Provided material>
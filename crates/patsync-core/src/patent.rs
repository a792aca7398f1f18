//! The canonical patent record and the query-term vocabulary.
//!
//! A [`Patent`] is produced exclusively by a source adapter's normaliser;
//! raw external payload shapes never leak past that boundary. Identity is
//! the publication number — the store upserts on it, so re-ingesting the
//! same patent can never duplicate a row.

use chrono::{DateTime, NaiveDate, Utc};
use serde::{Deserialize, Serialize};

// ─── Patent ──────────────────────────────────────────────────────────────────

/// A normalised patent record, keyed by publication number.
///
/// String fields may be empty when the backing source omitted them; the
/// record is still worth storing as long as the id is present.
#[derive(Debug, Clone, Default, PartialEq, Serialize, Deserialize)]
pub struct Patent {
  /// Publication number, e.g. `US11934567B2`. Primary key in the store.
  pub id:            String,
  pub title:         String,
  #[serde(rename = "abstract")]
  pub abstract_text: String,
  /// First listed applicant/assignee when the source names several.
  pub assignee:      String,
  /// Inventor names, in source order.
  pub inventors:     Vec<String>,
  pub filing_date:   Option<NaiveDate>,
  pub grant_date:    Option<NaiveDate>,
  /// CPC classification codes, flattened to plain strings.
  pub cpc_codes:     Vec<String>,
  /// Which query term produced this record. Provenance, not identity.
  pub source_query:  String,
  /// Collection bucket, e.g. `daily_sync` or `cpc_collection`.
  pub category:      String,
}

/// A patent as read back from the store, with the store-assigned timestamps.
#[derive(Debug, Clone, Serialize, Deserialize)]
pub struct StoredPatent {
  pub patent:     Patent,
  pub created_at: DateTime<Utc>,
  pub updated_at: DateTime<Utc>,
}

// ─── Query terms ─────────────────────────────────────────────────────────────

/// One dimension along which the external search source is queried.
///
/// CPC codes are the high-precision alternative to free-text topic search;
/// an assignee term drives one-shot company loads.
#[derive(Debug, Clone, PartialEq, Eq, Serialize, Deserialize)]
#[serde(tag = "kind", content = "value", rename_all = "snake_case")]
pub enum QueryTerm {
  /// Free-text keyword search over invention titles.
  Topic(String),
  /// Applicant/assignee name search.
  Assignee(String),
  /// Cooperative Patent Classification code, e.g. `G06N`.
  Cpc(String),
}

impl QueryTerm {
  /// The string recorded in `source_query` and the sync audit log.
  pub fn provenance(&self) -> String {
    match self {
      QueryTerm::Topic(t) => t.clone(),
      QueryTerm::Assignee(a) => a.clone(),
      QueryTerm::Cpc(code) => format!("CPC:{code}"),
    }
  }
}

impl std::fmt::Display for QueryTerm {
  fn fmt(&self, f: &mut std::fmt::Formatter<'_>) -> std::fmt::Result {
    f.write_str(&self.provenance())
  }
}
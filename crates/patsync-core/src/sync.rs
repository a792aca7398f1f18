//! Sync-run audit records and the per-run summary.
//!
//! One [`SyncRunRecord`] is appended per orchestration pass and never
//! mutated; the next run reads the most recent *completed* record to decide
//! where its own range starts.

use std::collections::HashSet;

use chrono::{DateTime, NaiveDate, Utc};
use serde::{Deserialize, Serialize};
use uuid::Uuid;

// ─── Audit log ───────────────────────────────────────────────────────────────

/// Outcome of one orchestration pass.
#[derive(Debug, Clone, Copy, PartialEq, Eq, Serialize, Deserialize)]
#[serde(rename_all = "lowercase")]
pub enum SyncStatus {
  /// The pass finished; individual record failures may still have occurred.
  Completed,
  /// The pass made no progress. A failed run never advances the watermark.
  Failed,
}

/// Input for appending one row to the sync audit log.
#[derive(Debug, Clone, Serialize, Deserialize)]
pub struct NewSyncRun {
  pub range_from:     NaiveDate,
  pub range_to:       NaiveDate,
  pub records_loaded: u64,
  /// Provenance strings of the query terms used, in execution order.
  pub query_terms:    Vec<String>,
  pub status:         SyncStatus,
}

/// A persisted sync-run record. `run_id` and `created_at` are assigned by
/// the store on append.
#[derive(Debug, Clone, Serialize, Deserialize)]
pub struct SyncRunRecord {
  pub run_id:         Uuid,
  pub range_from:     NaiveDate,
  pub range_to:       NaiveDate,
  pub records_loaded: u64,
  pub query_terms:    Vec<String>,
  pub status:         SyncStatus,
  pub created_at:     DateTime<Utc>,
}

// ─── Run summary ─────────────────────────────────────────────────────────────

/// What one orchestrator run accomplished. Returned to the caller and logged;
/// the store's upsert remains the actual dedup authority.
#[derive(Debug, Clone, Default, Serialize, Deserialize)]
pub struct SyncSummary {
  pub range_from:         Option<NaiveDate>,
  pub range_to:           Option<NaiveDate>,
  /// `(term provenance, records upserted)` per query term, in order.
  pub per_term:           Vec<(String, u64)>,
  pub total_loaded:       u64,
  /// Individual upserts that failed and were skipped.
  pub upsert_errors:      u64,
  /// Windows whose collection was cut short by a source failure.
  pub windows_incomplete: u64,
  /// Distinct ids seen across the whole run. Reporting only.
  pub seen_ids:           HashSet<String>,
}

impl SyncSummary {
  pub fn new(range_from: NaiveDate, range_to: NaiveDate) -> Self {
    Self {
      range_from: Some(range_from),
      range_to: Some(range_to),
      ..Self::default()
    }
  }

  pub fn distinct_seen(&self) -> usize {
    self.seen_ids.len()
  }
}
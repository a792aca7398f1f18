//! SQLite backend for the patsync patent store.
//!
//! Wraps [`tokio_rusqlite`] so all database access runs on a dedicated thread
//! pool without blocking the async runtime.

mod encode;
mod schema;
mod store;

pub mod error;

pub use error::{Error, Result};
pub use store::SqliteStore;

#[cfg(test)]
mod tests;
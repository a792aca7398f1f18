//! Incremental collection pipeline: the paginated window collector and the
//! sync orchestrator.
//!
//! Both are generic over the [`patsync_core::source::PatentSource`] and
//! [`patsync_core::store::PatentStore`] seams, so the whole pipeline runs
//! unchanged against mock sources in tests and real HTTP/SQLite backends in
//! production.

mod collector;
mod config;
mod orchestrator;

pub mod error;

pub use collector::{WindowHarvest, collect_window};
pub use config::{CollectorConfig, SyncConfig};
pub use error::{Error, Result};
pub use orchestrator::SyncService;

Aim of the task> In full and without alteration, transcribe the entries above.

Result of this exercise>
filename crates/patsync-core/src/patent.rs
repository a792aca7398f1f18
//! The canonical patent record and the query-term vocabulary.
//!
//! A [`Patent`] is produced exclusively by a source adapter's normaliser;
//! raw external payload shapes never leak past that boundary. Identity is
//! the publication number — the store upserts on it, so re-ingesting the
//! same patent can never duplicate a row.

use chrono::{DateTime, NaiveDate, Utc};
use serde::{Deserialize, Serialize};

// ─── Patent ──────────────────────────────────────────────────────────────────

/// A normalised patent record, keyed by publication number.
///
/// String fields may be empty when the backing source omitted them; the
/// record is still worth storing as long as the id is present.
#[derive(Debug, Clone, Default, PartialEq, Serialize, Deserialize)]
pub struct Patent {
  /// Publication number, e.g. `US11934567B2`. Primary key in the store.
  pub id:            String,
  pub title:         String,
  #[serde(rename = "abstract")]
  pub abstract_text: String,
  /// First listed applicant/assignee when the source names several.
  pub assignee:      String,
  /// Inventor names, in source order.
  pub inventors:     Vec<String>,
  pub filing_date:   Option<NaiveDate>,
  pub grant_date:    Option<NaiveDate>,
  /// CPC classification codes, flattened to plain strings.
  pub cpc_codes:     Vec<String>,
  /// Which query term produced this record. Provenance, not identity.
  pub source_query:  String,
  /// Collection bucket, e.g. `daily_sync` or `cpc_collection`.
  pub category:      String,
}

/// A patent as read back from the store, with the store-assigned timestamps.
#[derive(Debug, Clone, Serialize, Deserialize)]
pub struct StoredPatent {
  pub patent:     Patent,
  pub created_at: DateTime<Utc>,
  pub updated_at: DateTime<Utc>,
}

// ─── Query terms ─────────────────────────────────────────────────────────────

/// One dimension along which the external search source is queried.
///
/// CPC codes are the high-precision alternative to free-text topic search;
/// an assignee term drives one-shot company loads.
#[derive(Debug, Clone, PartialEq, Eq, Serialize, Deserialize)]
#[serde(tag = "kind", content = "value", rename_all = "snake_case")]
pub enum QueryTerm {
  /// Free-text keyword search over invention titles.
  Topic(String),
  /// Applicant/assignee name search.
  Assignee(String),
  /// Cooperative Patent Classification code, e.g. `G06N`.
  Cpc(String),
}

impl QueryTerm {
  /// The string recorded in `source_query` and the sync audit log.
  pub fn provenance(&self) -> String {
    match self {
      QueryTerm::Topic(t) => t.clone(),
      QueryTerm::Assignee(a) => a.clone(),
      QueryTerm::Cpc(code) => format!("CPC:{code}"),
    }
  }
}

impl std::fmt::Display for QueryTerm {
  fn fmt(&self, f: &mut std::fmt::Formatter<'_>) -> std::fmt::Result {
    f.write_str(&self.provenance())
  }
}
filename crates/patsync-core/src/sync.rs
repository a792aca7398f1f18
//! Sync-run audit records and the per-run summary.
//!
//! One [`SyncRunRecord`] is appended per orchestration pass and never
//! mutated; the next run reads the most recent *completed* record to decide
//! where its own range starts.

use std::collections::HashSet;

use chrono::{DateTime, NaiveDate, Utc};
use serde::{Deserialize, Serialize};
use uuid::Uuid;

// ─── Audit log ───────────────────────────────────────────────────────────────

/// Outcome of one orchestration pass.
#[derive(Debug, Clone, Copy, PartialEq, Eq, Serialize, Deserialize)]
#[serde(rename_all = "lowercase")]
pub enum SyncStatus {
  /// The pass finished; individual record failures may still have occurred.
  Completed,
  /// The pass made no progress. A failed run never advances the watermark.
  Failed,
}

/// Input for appending one row to the sync audit log.
#[derive(Debug, Clone, Serialize, Deserialize)]
pub struct NewSyncRun {
  pub range_from:     NaiveDate,
  pub range_to:       NaiveDate,
  pub records_loaded: u64,
  /// Provenance strings of the query terms used, in execution order.
  pub query_terms:    Vec<String>,
  pub status:         SyncStatus,
}

/// A persisted sync-run record. `run_id` and `created_at` are assigned by
/// the store on append.
#[derive(Debug, Clone, Serialize, Deserialize)]
pub struct SyncRunRecord {
  pub run_id:         Uuid,
  pub range_from:     NaiveDate,
  pub range_to:       NaiveDate,
  pub records_loaded: u64,
  pub query_terms:    Vec<String>,
  pub status:         SyncStatus,
  pub created_at:     DateTime<Utc>,
}

// ─── Run summary ─────────────────────────────────────────────────────────────

/// What one orchestrator run accomplished. Returned to the caller and logged;
/// the store's upsert remains the actual dedup authority.
#[derive(Debug, Clone, Default, Serialize, Deserialize)]
pub struct SyncSummary {
  pub range_from:         Option<NaiveDate>,
  pub range_to:           Option<NaiveDate>,
  /// `(term provenance, records upserted)` per query term, in order.
  pub per_term:           Vec<(String, u64)>,
  pub total_loaded:       u64,
  /// Individual upserts that failed and were skipped.
  pub upsert_errors:      u64,
  /// Windows whose collection was cut short by a source failure.
  pub windows_incomplete: u64,
  /// Distinct ids seen across the whole run. Reporting only.
  pub seen_ids:           HashSet<String>,
}

impl SyncSummary {
  pub fn new(range_from: NaiveDate, range_to: NaiveDate) -> Self {
    Self {
      range_from: Some(range_from),
      range_to: Some(range_to),
      ..Self::default()
    }
  }

  pub fn distinct_seen(&self) -> usize {
    self.seen_ids.len()
  }
}
repository a792aca7398f1f18
//! SQLite backend for the patsync patent store.
//!
//! Wraps [`tokio_rusqlite`] so all database access runs on a dedicated thread
//! pool without blocking the async runtime.

mod encode;
mod schema;
mod store;

pub mod error;

pub use error::{Error, Result};
pub use store::SqliteStore;

#[cfg(test)]
mod tests;
repository a792aca7398f1f18
//! Incremental collection pipeline: the paginated window collector and the
//! sync orchestrator.
//!
//! Both are generic over the [`patsync_core::source::PatentSource`] and
//! [`patsync_core::store::PatentStore`] seams, so the whole pipeline runs
//! unchanged against mock sources in tests and real HTTP/SQLite backends in
//! production.

mod collector;
mod config;
mod orchestrator;

pub mod error;

pub use collector::{WindowHarvest, collect_window};
pub use config::{CollectorConfig, SyncConfig};
pub use error::{Error, Result};
pub use orchestrator::SyncService;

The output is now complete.